Coffee and Conversation Program - Florida and the Gulf of Mexico: Wisdom, History, and Hope
Thursday, January 12th - 7:00 - 8:30 p.m. at the Old Courthouse Heritage Museum in downtown Inverness on the Square
University of Florida history professor Jack E. Davis looks at the role the Gulf of Mexico has played in the course of Florida history. He is interested in the way people, from the pre-Spanish Indians to Florida’s current residents, have organized their societies and individual lives around nature, and how Gulf nature has been a positive force in human events. Unfortunately, human activities have sometimes led to unintended consequences that have undermined the Gulf's beneficence.

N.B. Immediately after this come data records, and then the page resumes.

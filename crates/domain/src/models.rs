use chrono::{DateTime, Utc};
use serde::{Deserialize, Deserializer, Serialize};
use serde_json::Value;

pub type EntityId = u64;

/// CMS 有时返回 `null` 而不是空数组
fn null_as_empty<'de, D, T>(deserializer: D) -> Result<Vec<T>, D::Error>
where
    D: Deserializer<'de>,
    T: Deserialize<'de>,
{
    Ok(Option::<Vec<T>>::deserialize(deserializer)?.unwrap_or_default())
}

#[derive(Debug, Clone, Default, PartialEq, Serialize, Deserialize)]
#[serde(rename_all = "camelCase")]
pub struct Media {
    #[serde(default)]
    pub id: Option<EntityId>,
    pub url: String,
    #[serde(default)]
    pub alternative_text: Option<String>,
    #[serde(default)]
    pub width: Option<u32>,
    #[serde(default)]
    pub height: Option<u32>,
}

#[derive(Debug, Clone, PartialEq, Serialize, Deserialize)]
#[serde(rename_all = "camelCase")]
pub struct CommentAuthor {
    #[serde(default)]
    pub id: Option<Value>,
    #[serde(default)]
    pub name: Option<String>,
    #[serde(default)]
    pub avatar: Option<Media>,
}

/// A comment as returned by the comments plugin. `children` is already
/// populated server-side; the same reply also shows up as its own entry in
/// the flat list.
#[derive(Debug, Clone, PartialEq, Serialize, Deserialize)]
#[serde(rename_all = "camelCase")]
pub struct Comment {
    pub id: EntityId,
    #[serde(default)]
    pub content: String,
    #[serde(default)]
    pub created_at: Option<DateTime<Utc>>,
    #[serde(default)]
    pub author: Option<CommentAuthor>,
    #[serde(default, deserialize_with = "null_as_empty")]
    pub children: Vec<Comment>,
    #[serde(default)]
    pub blocked: bool,
    #[serde(default)]
    pub blocked_thread: bool,
    #[serde(default, deserialize_with = "null_as_empty")]
    pub reports: Vec<Value>,
}

impl Comment {
    pub fn new(id: EntityId, content: impl Into<String>) -> Self {
        Self {
            id,
            content: content.into(),
            created_at: None,
            author: None,
            children: Vec::new(),
            blocked: false,
            blocked_thread: false,
            reports: Vec::new(),
        }
    }

    pub fn with_children(mut self, children: Vec<Comment>) -> Self {
        self.children = children;
        self
    }
}

/// Category node. The CMS guarantees the tree shape; `children` is only
/// populated as deep as the query asked for.
#[derive(Debug, Clone, Default, PartialEq, Serialize, Deserialize)]
#[serde(rename_all = "camelCase")]
pub struct Category {
    pub id: EntityId,
    #[serde(default)]
    pub document_id: Option<String>,
    #[serde(default)]
    pub name: String,
    #[serde(default)]
    pub slug: String,
    #[serde(default)]
    pub description: Option<String>,
    #[serde(default, deserialize_with = "null_as_empty")]
    pub children: Vec<Category>,
}

#[derive(Debug, Clone, PartialEq, Serialize, Deserialize)]
#[serde(rename_all = "camelCase")]
pub struct User {
    pub id: EntityId,
    pub username: String,
    #[serde(default)]
    pub email: String,
    #[serde(default)]
    pub bio: Option<String>,
    #[serde(default)]
    pub avatar: Option<Media>,
}

impl User {
    pub fn avatar_url(&self) -> Option<&str> {
        self.avatar.as_ref().map(|a| a.url.as_str())
    }
}

/// Rich-text node. Block-level nodes carry `type` and nested `children`,
/// inline leaves carry `text` plus formatting flags (kept in `marks`).
#[derive(Debug, Clone, Default, PartialEq, Serialize, Deserialize)]
pub struct Block {
    #[serde(rename = "type", default)]
    pub kind: String,
    #[serde(default, skip_serializing_if = "Option::is_none")]
    pub level: Option<u8>,
    #[serde(default, skip_serializing_if = "Option::is_none")]
    pub text: Option<String>,
    #[serde(default, deserialize_with = "null_as_empty")]
    pub children: Vec<Block>,
    #[serde(flatten)]
    pub marks: serde_json::Map<String, Value>,
}

impl Block {
    pub fn text(text: impl Into<String>) -> Self {
        Self {
            kind: "text".into(),
            text: Some(text.into()),
            ..Self::default()
        }
    }

    pub fn paragraph(children: Vec<Block>) -> Self {
        Self {
            kind: "paragraph".into(),
            children,
            ..Self::default()
        }
    }

    pub fn heading(level: u8, children: Vec<Block>) -> Self {
        Self {
            kind: "heading".into(),
            level: Some(level),
            children,
            ..Self::default()
        }
    }
}

#[derive(Debug, Clone, PartialEq, Serialize, Deserialize)]
#[serde(tag = "__component")]
pub enum ContentBlock {
    #[serde(rename = "article-images.image-block")]
    Image {
        id: EntityId,
        #[serde(default)]
        image: Option<Media>,
    },
    #[serde(rename = "article-images.video-embed-block", rename_all = "camelCase")]
    VideoEmbed {
        id: EntityId,
        #[serde(default)]
        embed_code: Option<String>,
    },
    #[serde(other)]
    Unknown,
}

#[derive(Debug, Clone, PartialEq, Serialize, Deserialize)]
#[serde(rename_all = "camelCase")]
pub struct ReviewDetails {
    #[serde(default)]
    pub id: Option<EntityId>,
    pub product_name: String,
    #[serde(default)]
    pub rating: f32,
    #[serde(default, deserialize_with = "null_as_empty")]
    pub pros: Vec<Block>,
    #[serde(default, deserialize_with = "null_as_empty")]
    pub cons: Vec<Block>,
    #[serde(default, deserialize_with = "null_as_empty")]
    pub verdict: Vec<Block>,
}

#[derive(Debug, Clone, PartialEq, Serialize, Deserialize)]
#[serde(rename_all = "camelCase")]
pub struct Seo {
    #[serde(default)]
    pub meta_title: Option<String>,
    #[serde(default)]
    pub meta_description: Option<String>,
    #[serde(default, rename = "canonicalURL")]
    pub canonical_url: Option<String>,
    #[serde(default)]
    pub meta_image: Option<Media>,
}

#[derive(Debug, Clone, Default, PartialEq, Serialize, Deserialize)]
#[serde(rename_all = "camelCase")]
pub struct Tag {
    pub id: EntityId,
    #[serde(default)]
    pub name: String,
    #[serde(default)]
    pub slug: String,
    #[serde(default, deserialize_with = "null_as_empty")]
    pub articles: Vec<Article>,
}

#[derive(Debug, Clone, Default, PartialEq, Serialize, Deserialize)]
#[serde(rename_all = "camelCase")]
pub struct AuthorProfile {
    pub id: EntityId,
    #[serde(default)]
    pub name: String,
    #[serde(default)]
    pub slug: String,
    #[serde(default, deserialize_with = "null_as_empty")]
    pub bio: Vec<Block>,
    #[serde(default)]
    pub avatar: Option<Media>,
    #[serde(default, deserialize_with = "null_as_empty")]
    pub articles: Vec<Article>,
}

#[derive(Debug, Clone, Default, PartialEq, Serialize, Deserialize)]
#[serde(rename_all = "camelCase")]
pub struct Article {
    pub id: EntityId,
    #[serde(default)]
    pub title: String,
    #[serde(default)]
    pub slug: String,
    #[serde(default)]
    pub excerpt: Option<String>,
    #[serde(default, deserialize_with = "null_as_empty")]
    pub body: Vec<Block>,
    #[serde(default)]
    pub cover_image: Option<Media>,
    #[serde(default)]
    pub author: Option<AuthorProfile>,
    #[serde(default)]
    pub category: Option<Category>,
    #[serde(default, deserialize_with = "null_as_empty")]
    pub tags: Vec<Tag>,
    #[serde(default)]
    pub review_details: Option<ReviewDetails>,
    #[serde(default, deserialize_with = "null_as_empty")]
    pub content_blocks: Vec<ContentBlock>,
    #[serde(default)]
    pub seo: Option<Seo>,
    #[serde(default)]
    pub published_at: Option<DateTime<Utc>>,
    #[serde(default)]
    pub is_featured: bool,
    /// Disclosure badges on the article page.
    #[serde(default)]
    pub is_sponsored: bool,
    #[serde(default)]
    pub is_affiliate: bool,
}

/// Homepage slider size when nothing is marked featured.
pub const HERO_FALLBACK: usize = 5;

impl Article {
    /// Splits a newest-first list into the hero slider and the latest grid.
    /// Featured articles form the hero; with none featured, the first
    /// [`HERO_FALLBACK`] articles do. `latest` is always the non-featured ones.
    pub fn split_hero(articles: Vec<Article>) -> (Vec<Article>, Vec<Article>) {
        let (featured, latest): (Vec<_>, Vec<_>) =
            articles.into_iter().partition(|a| a.is_featured);
        if !featured.is_empty() {
            return (featured, latest);
        }
        let hero = latest.iter().take(HERO_FALLBACK).cloned().collect();
        (hero, latest)
    }
}

#[derive(Debug, Clone, Default, PartialEq, Serialize, Deserialize)]
#[serde(rename_all = "camelCase")]
pub struct Partner {
    pub id: EntityId,
    #[serde(default)]
    pub name: String,
    #[serde(default)]
    pub url: String,
    #[serde(default)]
    pub logo: Option<Media>,
}

#[derive(Debug, Clone, Copy, Default, PartialEq, Eq, Serialize, Deserialize)]
#[serde(rename_all = "camelCase")]
pub struct Pagination {
    pub page: u32,
    pub page_size: u32,
    pub page_count: u32,
    pub total: u32,
}

#[derive(Debug, Clone, Default, PartialEq, Serialize, Deserialize)]
pub struct Meta {
    #[serde(default, skip_serializing_if = "Option::is_none")]
    pub pagination: Option<Pagination>,
}

/// `{ data: [...], meta: {...} }` envelope used by every collection endpoint.
#[derive(Debug, Clone, PartialEq, Serialize, Deserialize)]
#[serde(bound(deserialize = "T: Deserialize<'de>"))]
pub struct Collection<T> {
    #[serde(default, deserialize_with = "null_as_empty")]
    pub data: Vec<T>,
    #[serde(default)]
    pub meta: Meta,
}

impl<T> Collection<T> {
    pub fn first(self) -> Option<T> {
        self.data.into_iter().next()
    }
}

Jack E. Davis is a professor of history at the University of Florida. He previously taught at the University of Alabama at Birmingham, where he was director of environmental studies, and at Eckerd College. For the academic year 2002-2003, he was a Fulbright scholar in Amman, Jordan, where he taught American studies in the graduate school at the University of Jordan. His research and teaching interests include U. S. social and environmental history with a focus on the twentieth-century South. He received a doctorate in history from Brandeis University in 1994.
Davis is the author of An Everglades Providence: Marjory Stoneman Douglas and the American Environmental Century (2009), recipient of the gold medal from the Florida Book Awards. He has published articles in several scholarly journals, including Environmental History, and has presented papers and served on panels at two dozen conferences. He is also a regular public speaker for the Florida Humanities Council and a contributor to the its magazine, Forum, for which he has won two Charlie awards (first place) for best feature writing and best in-depth reporting for his 2011 article “The Gulf of Mexico: An Ancient Power Central to Our Lives.” He is currently writing a book on the environmental history of the Gulf of Mexico.